To audiences around the world, Cirque du Soleil is a must-see entertainment with mesmerizing scenery, unforgettable makeup and costumes, and borderline superhuman artistic skills on full display. To performers, technicians, designers and backstage crew members, Cirque is a dream-job that guarantees as many challenges as it does rewards. In our conversation on the opening day of Cirque du Soleil’s touring arena show Corteo in Boston, the show’s publicist Maxwell Batista shares some of the insights on how the show of this proportion is created and sustained; one of Corteo’s performers, Betsy Zander, describes her experience in being part of Cirque du Soleil family.

Maxwell Batista:

This is the first time Corteo is in Boston. One of the most unique things about this show is that you see real people on stage, instead of [stylized] characters. It helps identify with the characters and make connections with the themes that happen in real life. [On the technical side], this show is unique in how the stage is set up. This is an Arena show, and yet people [audiences] are sitting on both sides of the stage. It creates an intimate environment. It doesn’t matter where you sit, you have a great view of the show.

We have 52 performers from 18 different countries on this show, which is more than the usual number for a touring show. As for the technical personnel, we have about a hundred people traveling with the show. Except for the big cities like Boston, we don’t spend more than one week in a town. Imagine: we on Tuesday, we set up the stage; Wednesday is the premiere; Sunday after the show they pack everything in 3.5 hours. We had a record – in Quebec City, we packed everything in three hours and five minutes. Twenty trucks, 600 road cases, after two shows – it’s intense. It’s beautiful to see who organized everyone is backstage.

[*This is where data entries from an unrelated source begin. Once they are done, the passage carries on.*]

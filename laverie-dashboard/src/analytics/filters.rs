use crate::models::{Location, Machine};
use std::collections::HashSet;

/// Sélection d'un étage de la cascade : "all" ou une valeur précise.
/// All est le filtre identité de l'étage.
#[derive(Debug, Clone, PartialEq, Eq, Default)]
pub enum Pick {
    #[default]
    All,
    One(String),
}

impl Pick {
    pub fn one<S: Into<String>>(value: S) -> Self {
        Pick::One(value.into())
    }

    pub fn matches(&self, candidate: &str) -> bool {
        match self {
            Pick::All => true,
            Pick::One(wanted) => wanted == candidate,
        }
    }
}

/// État de sélection de la cascade campus → emplacement → machine.
///
/// Changer le campus remet l'emplacement (et la machine qui en dépend) à All
/// dans la même mise à jour : une sélection d'emplacement ne peut jamais
/// pointer vers un autre campus. Même logique entre emplacement et machine.
#[derive(Debug, Clone, Default, PartialEq, Eq)]
pub struct FleetFilter {
    campus: Pick,
    location: Pick,
    machine: Pick,
}

impl FleetFilter {
    pub fn new() -> Self {
        Self::default()
    }

    pub fn campus(&self) -> &Pick {
        &self.campus
    }

    pub fn location(&self) -> &Pick {
        &self.location
    }

    pub fn machine(&self) -> &Pick {
        &self.machine
    }

    pub fn set_campus(&mut self, pick: Pick) {
        self.campus = pick;
        self.location = Pick::All;
        self.machine = Pick::All;
    }

    pub fn set_location(&mut self, pick: Pick) {
        self.location = pick;
        self.machine = Pick::All;
    }

    pub fn set_machine(&mut self, pick: Pick) {
        self.machine = pick;
    }
}

/// Étage 1 de la cascade : restreint les emplacements au campus sélectionné
/// (comparaison sur la composante campus du nom composite), puis à
/// l'emplacement sélectionné.
pub fn filter_locations<'a>(
    locations: &'a [Location],
    campus: &Pick,
    location: &Pick,
) -> Vec<&'a Location> {
    locations
        .iter()
        .filter(|l| campus.matches(&l.split_name().campus))
        .filter(|l| location.matches(&l.id))
        .collect()
}

/// Étages 2 et 3 : restreint les machines aux emplacements survivants, puis
/// à la machine sélectionnée le cas échéant.
pub fn filter_machines<'a>(
    machines: &'a [Machine],
    locations: &[Location],
    filter: &FleetFilter,
) -> Vec<&'a Machine> {
    let allowed: HashSet<&str> = filter_locations(locations, &filter.campus, &filter.location)
        .iter()
        .map(|l| l.id.as_str())
        .collect();

    machines
        .iter()
        .filter(|m| allowed.contains(m.location_id.as_str()))
        .filter(|m| filter.machine.matches(&m.id))
        .collect()
}

/// Liste des campus distincts, triée, pour alimenter le sélecteur.
pub fn campuses(locations: &[Location]) -> Vec<String> {
    let mut seen: Vec<String> = locations
        .iter()
        .map(|l| l.split_name().campus)
        .collect::<HashSet<_>>()
        .into_iter()
        .collect();
    seen.sort();
    seen
}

IY: How long does it usually take to conceive, design, rehearse, and produce a Cirque show?

MB: It usually takes about two years between the conception of the show and the premiere. The performers start training six months before the opening. The group of designers creates everything: makeup, costumes, set, lighting, music. Corteo started in 2005, and first premiered in Montreal. Toured the world for ten years visiting 19 different countries, 60 cities all over the world. In 2015 we closed the show in the big show format and spent two years adapting to Arenas. On the set of Corteo, everything is hanging from the ceiling; 272 pieces form the floor, it is like a puzzle. The big structure on top of the stage is called Patience because when they first created the show one of the stagehands said: “You guys had a lot of patience putting this thing together.” In March 2018 we premiered again in New Orleans. Boston is city number 56 on our North American tour. Usually in Arena show stays on the road for 4-5 years it really depends on the market.

IY: What is the mechanism that ensures continuity in style, structure, and content when a show reopens in a new format?

MB: This show is a little bit different. There are some new acts, like a suspended pole and the hula hoops act. We also have some of the people in the show who had been with Corteo since the beginning. Some performers are now coaches behind the scenes. To prepare the Arena adaptation of Corteo, multiple members of the original creative team returned, to help us keep the integrity and authenticity of the show but in a different performance space.

IY: Does Cirque explore the relationship between technology and live performance?

Photo courtesy of Cirque du Soleil

MB: Technology changed this show. We have 25 infrared cameras scanning everything that’s happening on stage. The trackers are attached to performers’ costumes, they send the signal to the cameras. The same with automation system: everything we use above in the air that helps us to fly people is different from before. Many shows [not Corteo] use projections. All our performers are challenged to be evolving and improving as professionals on in the off stage. We have creative studios in Montreal, where we try innovative practices. For example, designers use 3D printing to create costumes and accessories. We had a project where we tried incorporating drones in shows.

IY: If anything, digitization can offer access to those who can’t afford to see live performances. What is the Cirque’s vision for accessibility, diversity, and inclusion? The use of prosthetic and adaptive devices is changing the conversation around disability and performance. In particular, how does the company address growing awareness of the importance of inclusive theatre?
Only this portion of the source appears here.